I do things with words, mainly English and Arabic
I’ve had occasion to get all irate and ranty about the impact of the UK Border Agency on art in this country before. Sadly, the cluelessly racist pairing of the British government and a morally redundant private company called World Bridge, to which visa applications in the Middle East are outsourced, has fucked up again.
Yesterday was Edinburgh’s chance to see the wonderful combination of Iraqi and Scottish poets that was the Found in Translation section of the Reel Iraq festival. More about that in a write-up on Arablit which will hopefully be up soon. Except, of course, that we were denied the chance to hear the work of Sabreen Kadhim, a young poet from Baghdad who has been published widely in Arabic and won a number of awards in Iraq. Along with two of the musicians who were supposed to be performing at Reel Iraq, her visa was denied.

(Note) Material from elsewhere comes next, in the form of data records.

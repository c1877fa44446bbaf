//! Parser for the boolean query language of the search console.
//!
//! ```text
//! expression = term (("AND" | "OR" | WS) term)*
//! term       = ["NOT"] (word | phrase | "(" expression ")")
//! phrase     = '"' word (WS word)* '"'
//! word       = anything free of `& | ! ( )` and whitespace
//! ```
//!
//! The conversion works on the raw string, in order:
//!
//! 1. keyword substitution: `AND` → `&`, `OR` → `|`, `NOT` → `!`, and the
//!    phrase marker `$` is stripped. The substitution is literal,
//!    case-sensitive and applies to the whole string, so a keyword embedded
//!    in a word is rewritten too (`HANDY` reads `H AND Y`);
//! 2. the `QUIT` sentinel check on the substituted string;
//! 3. phrase extraction: every `"…"` span becomes a generated `$_KEY-N`
//!    token and its cleaned text is stored in the phrase map under `_KEY-N`;
//! 4. implicit `&` between adjacent words and in front of every unary `!`;
//! 5. shunting-yard conversion to a postfix token list, with a validity pass
//!    keyed off the empty-string artifacts of the character tokenizer.
//!
//! Evaluation of a postfix list is generic over [`Semantics`]: the search
//! side substitutes posting lists and runs [`SetSemantics`], the ranking
//! side substitutes occurrence counts and runs [`CountSemantics`].

mod error;
mod evaluate;
mod stack;

use std::collections::HashMap;
use std::fmt;
use std::mem;

pub use error::{Error, InvalidInput, InvalidPostfix, StackEmpty};
pub use evaluate::{evaluate, CountSemantics, Item, Semantics, SetSemantics};
pub use stack::Stack;

/// Marker distinguishing generated phrase keys from plain words.
pub const PHRASE_MARKER: char = '$';

const QUIT_KEYWORD: &str = "QUIT";

/// Keyword substitutions applied to the raw expression, in this order.
const KEYWORDS: [(&str, &str); 4] = [("AND", "&"), ("OR", "|"), ("NOT", "!"), ("$", "")];

#[derive(Debug, Clone, Copy, PartialEq, Eq)]
pub enum Operator {
    And,
    Or,
    Not,
    OpenParen,
    CloseParen,
}

impl Operator {
    fn from_char(c: char) -> Option<Operator> {
        match c {
            '&' => Some(Operator::And),
            '|' => Some(Operator::Or),
            '!' => Some(Operator::Not),
            '(' => Some(Operator::OpenParen),
            ')' => Some(Operator::CloseParen),
            _ => None,
        }
    }

    /// Recognizes a token that is exactly one operator character.
    fn from_token(token: &str) -> Option<Operator> {
        let mut chars = token.chars();
        match (chars.next(), chars.next()) {
            (Some(c), None) => Operator::from_char(c),
            _ => None,
        }
    }

    pub fn as_char(self) -> char {
        match self {
            Operator::And => '&',
            Operator::Or => '|',
            Operator::Not => '!',
            Operator::OpenParen => '(',
            Operator::CloseParen => ')',
        }
    }

    fn priority(self) -> u8 {
        match self {
            Operator::OpenParen | Operator::CloseParen => 100,
            Operator::Not => 10,
            Operator::And => 5,
            Operator::Or => 1,
        }
    }
}

impl fmt::Display for Operator {
    fn fmt(&self, f: &mut fmt::Formatter<'_>) -> fmt::Result {
        write!(f, "{}", self.as_char())
    }
}

/// One token of a converted query, ready for operand substitution.
#[derive(Debug, Clone, PartialEq, Eq)]
pub enum Token {
    /// A plain word, or a generated phrase key starting with [`PHRASE_MARKER`].
    Word(String),
    Operator(Operator),
}

impl Token {
    pub fn is_phrase_key(&self) -> bool {
        matches!(self, Token::Word(word) if word.starts_with(PHRASE_MARKER))
    }
}

impl fmt::Display for Token {
    fn fmt(&self, f: &mut fmt::Formatter<'_>) -> fmt::Result {
        match self {
            Token::Word(word) => f.write_str(word),
            Token::Operator(operator) => write!(f, "{operator}"),
        }
    }
}

/// A parsed boolean query: the postfix token list plus the phrases that were
/// replaced by generated keys.
#[derive(Debug, Default)]
pub struct BooleanQuery {
    pub postfix: Vec<Token>,
    /// Phrase text by key, stored without the leading marker.
    pub phrases: HashMap<String, String>,
}

impl BooleanQuery {
    pub fn parse(expression: &str) -> Result<BooleanQuery, Error> {
        let mut phrases = HashMap::new();
        let mut tokens = validate_expression(expression, &mut phrases)?;
        insert_implied_and(&mut tokens);
        let postfix = convert_postfix(&tokens)?;
        Ok(BooleanQuery { postfix, phrases })
    }

    /// Looks up a phrase by its generated key, with or without the marker.
    pub fn phrase(&self, key: &str) -> Option<&str> {
        let key = key.strip_prefix(PHRASE_MARKER).unwrap_or(key);
        self.phrases.get(key).map(String::as_str)
    }
}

The rest of the line-up was fabulous, and by way of compensation we did get to hear one of Khadim’s poems – on the “universal theme of unreliable boyfriends” – in English translation read by Krystelle Bamford. But if we were disappointed not to have heard Khadim reading her own work, I can’t imagine the rage and frustration she must have experienced at not being able to come and read it, thanks to the ignorance/prejudice of some grey-faced bureaucrat (some other important Middle Eastern writers who have been denied visa to the UK include Samar Yazbek in 2012 and Atef Abu Saef in 2009). Makes one ashamed to be British (again).
Khyam Allami has more to say on the subject, here.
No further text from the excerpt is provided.